## Your objective
Return, from the data that follows, each line that holds the word "Result".

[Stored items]
//! Process configuration
//!
//! # Configuration Sources (in priority order)
//!
//! 1. Environment variables (`LLM_MODEL`, `PORT`, ...)
//! 2. Config file: `$DREAMSCAPE_CONFIG`, else `dreamscape.toml`
//! 3. Built-in defaults
//!
//! # Example Config File
//!
//! ```toml
//! log_level = "info"
//!
//! [llm]
//! model = "gpt-4o"
//! max_tokens = 4096
//! temperature = 0.7
//!
//! [world]
//! max_objects = 200
//! generation_timeout_secs = 30.0
//!
//! [server]
//! host = "0.0.0.0"
//! port = 8000
//! action_pacing_ms = 100
//!
//! [pricing]
//! input_per_mtok = 2.50
//! output_per_mtok = 10.00
//!
//! [mesh]
//! command = ["python3", "-m", "mesh_worker"]
//! ```

use std::path::{Path, PathBuf};
use std::str::FromStr;
use std::time::Duration;

use dream_agent::{LlmConfig, Pricing, MAX_CONTINUATIONS};
use dream_services::SessionSettings;
use serde::Deserialize;
use thiserror::Error;

/// File read when `DREAMSCAPE_CONFIG` is unset
pub const DEFAULT_CONFIG_FILE: &str = "dreamscape.toml";

/// Configuration errors
#[derive(Debug, Error)]
pub enum ConfigError {
    #[error("Failed to read {}: {source}", path.display())]
    Io {
        path: PathBuf,
        source: std::io::Error,
    },

    #[error("Invalid config file: {0}")]
    Parse(#[from] toml::de::Error),

    #[error("Invalid value for {key}: {value:?}")]
    InvalidValue { key: String, value: String },
}

/// World limits
#[derive(Debug, Clone, PartialEq, Deserialize)]
#[serde(default)]
pub struct WorldConfig {
    /// Advisory object cap
    pub max_objects: usize,
    /// Mesh generation timeout in seconds; fractions allowed
    pub generation_timeout_secs: f64,
}

impl Default for WorldConfig {
    fn default() -> Self {
        Self {
            max_objects: 200,
            generation_timeout_secs: 30.0,
        }
    }
}

/// Listener settings
#[derive(Debug, Clone, PartialEq, Deserialize)]
#[serde(default)]
pub struct ServerConfig {
    pub host: String,
    pub port: u16,
    /// Delay between streamed actions
    pub action_pacing_ms: u64,
}

impl Default for ServerConfig {
    fn default() -> Self {
        Self {
            host: "0.0.0.0".to_string(),
            port: 8000,
            action_pacing_ms: 100,
        }
    }
}

/// Mesh generator command; generation is disabled when unset
#[derive(Debug, Clone, Default, PartialEq, Deserialize)]
#[serde(default)]
pub struct MeshConfig {
    pub command: Option<Vec<String>>,
}

/// Complete process configuration
#[derive(Debug, Clone, PartialEq, Deserialize)]
#[serde(default)]
pub struct DreamConfig {
    pub llm: LlmConfig,
    pub world: WorldConfig,
    pub server: ServerConfig,
    pub pricing: Pricing,
    pub mesh: MeshConfig,
    pub log_level: String,
}

impl Default for DreamConfig {
    fn default() -> Self {
        Self {
            llm: LlmConfig::default(),
            world: WorldConfig::default(),
            server: ServerConfig::default(),
            pricing: Pricing::default(),
            mesh: MeshConfig::default(),
            log_level: "info".to_string(),
        }
    }
}

impl DreamConfig {
    /// Load configuration from all sources
    pub fn load() -> Result<Self, ConfigError> {
        let mut config = match std::env::var("DREAMSCAPE_CONFIG") {
            Ok(path) if !path.is_empty() => Self::from_file(Path::new(&path))?,
            _ if Path::new(DEFAULT_CONFIG_FILE).exists() => {
                Self::from_file(Path::new(DEFAULT_CONFIG_FILE))?
            }
            _ => Self::default(),
        };
        config.apply_env(|key| std::env::var(key).ok())?;
        Ok(config)
    }

    /// Load configuration from a TOML file
    pub fn from_file(path: &Path) -> Result<Self, ConfigError> {
        let content = std::fs::read_to_string(path).map_err(|source| ConfigError::Io {
            path: path.to_path_buf(),
            source,
        })?;
        Self::from_toml(&content)
    }

    /// Parse TOML; missing keys keep their defaults
    pub fn from_toml(content: &str) -> Result<Self, ConfigError> {
        Ok(toml::from_str(content)?)
    }

    /// Override fields from environment-style variables
    pub fn apply_env<F>(&mut self, lookup: F) -> Result<(), ConfigError>
    where
        F: Fn(&str) -> Option<String>,
    {
        let get = |key: &str| lookup(key).filter(|v| !v.trim().is_empty());

        if let Some(v) = get("LLM_MODEL") {
            self.llm.model = v;
        }
        if let Some(v) = get("LLM_MAX_TOKENS") {
            self.llm.max_tokens = parse("LLM_MAX_TOKENS", &v)?;
        }
        if let Some(v) = get("LLM_TEMPERATURE") {
            self.llm.temperature = parse("LLM_TEMPERATURE", &v)?;
        }
        if let Some(v) = get("LLM_TOP_P") {
            self.llm.top_p = Some(parse("LLM_TOP_P", &v)?);
        }
        if let Some(v) = get("OPENAI_API_KEY") {
            self.llm.api_key = Some(v);
        }
        if let Some(v) = get("OPENAI_API_BASE") {
            self.llm.api_base = v;
        }
        if let Some(v) = get("MAX_OBJECTS") {
            self.world.max_objects = parse("MAX_OBJECTS", &v)?;
        }
        if let Some(v) = get("GENERATION_TIMEOUT") {
            self.world.generation_timeout_secs = parse_seconds("GENERATION_TIMEOUT", &v)?;
        }
        if let Some(v) = get("MESH_GENERATOR_CMD") {
            self.mesh.command = Some(v.split_whitespace().map(str::to_string).collect());
        }
        if let Some(v) = get("HOST") {
            self.server.host = v;
        }
        if let Some(v) = get("PORT") {
            self.server.port = parse("PORT", &v)?;
        }
        if let Some(v) = get("ACTION_PACING_MS") {
            self.server.action_pacing_ms = parse("ACTION_PACING_MS", &v)?;
        }
        if let Some(v) = get("COST_INPUT_PER_MTOK") {
            self.pricing.input_per_mtok = parse("COST_INPUT_PER_MTOK", &v)?;
        }
        if let Some(v) = get("COST_OUTPUT_PER_MTOK") {
            self.pricing.output_per_mtok = parse("COST_OUTPUT_PER_MTOK", &v)?;
        }
        if let Some(v) = get("LOG_LEVEL") {
            self.log_level = v;
        }
        Ok(())
    }

    /// Settings handed to every new session
    pub fn session_settings(&self) -> SessionSettings {
        SessionSettings {
            max_objects: Some(self.world.max_objects),
            action_pacing: Duration::from_millis(self.server.action_pacing_ms),
            pricing: self.pricing,
            max_continuations: MAX_CONTINUATIONS,
        }
    }

    /// Mesh generation timeout; invalid file values fall back to the default
    pub fn generation_timeout(&self) -> Duration {
        Duration::try_from_secs_f64(self.world.generation_timeout_secs).unwrap_or_else(|_| {
            log::warn!(
                "Invalid generation_timeout_secs {}, using {}s",
                self.world.generation_timeout_secs,
                WorldConfig::default().generation_timeout_secs
            );
            Duration::from_secs_f64(WorldConfig::default().generation_timeout_secs)
        })
    }
}

fn parse<T: FromStr>(key: &str, value: &str) -> Result<T, ConfigError> {
    value.trim().parse().map_err(|_| ConfigError::InvalidValue {
        key: key.to_string(),
        value: value.to_string(),
    })
}

/// Non-negative, finite seconds
fn parse_seconds(key: &str, value: &str) -> Result<f64, ConfigError> {
    let secs: f64 = parse(key, value)?;
    if secs.is_finite() && secs >= 0.0 {
        Ok(secs)
    } else {
        Err(ConfigError::InvalidValue {
            key: key.to_string(),
            value: value.to_string(),
        })
    }
}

## Answer space
    pub fn load() -> Result<Self, ConfigError> {
    pub fn from_file(path: &Path) -> Result<Self, ConfigError> {
    pub fn from_toml(content: &str) -> Result<Self, ConfigError> {
    pub fn apply_env<F>(&mut self, lookup: F) -> Result<(), ConfigError>
fn parse<T: FromStr>(key: &str, value: &str) -> Result<T, ConfigError> {
fn parse_seconds(key: &str, value: &str) -> Result<f64, ConfigError> {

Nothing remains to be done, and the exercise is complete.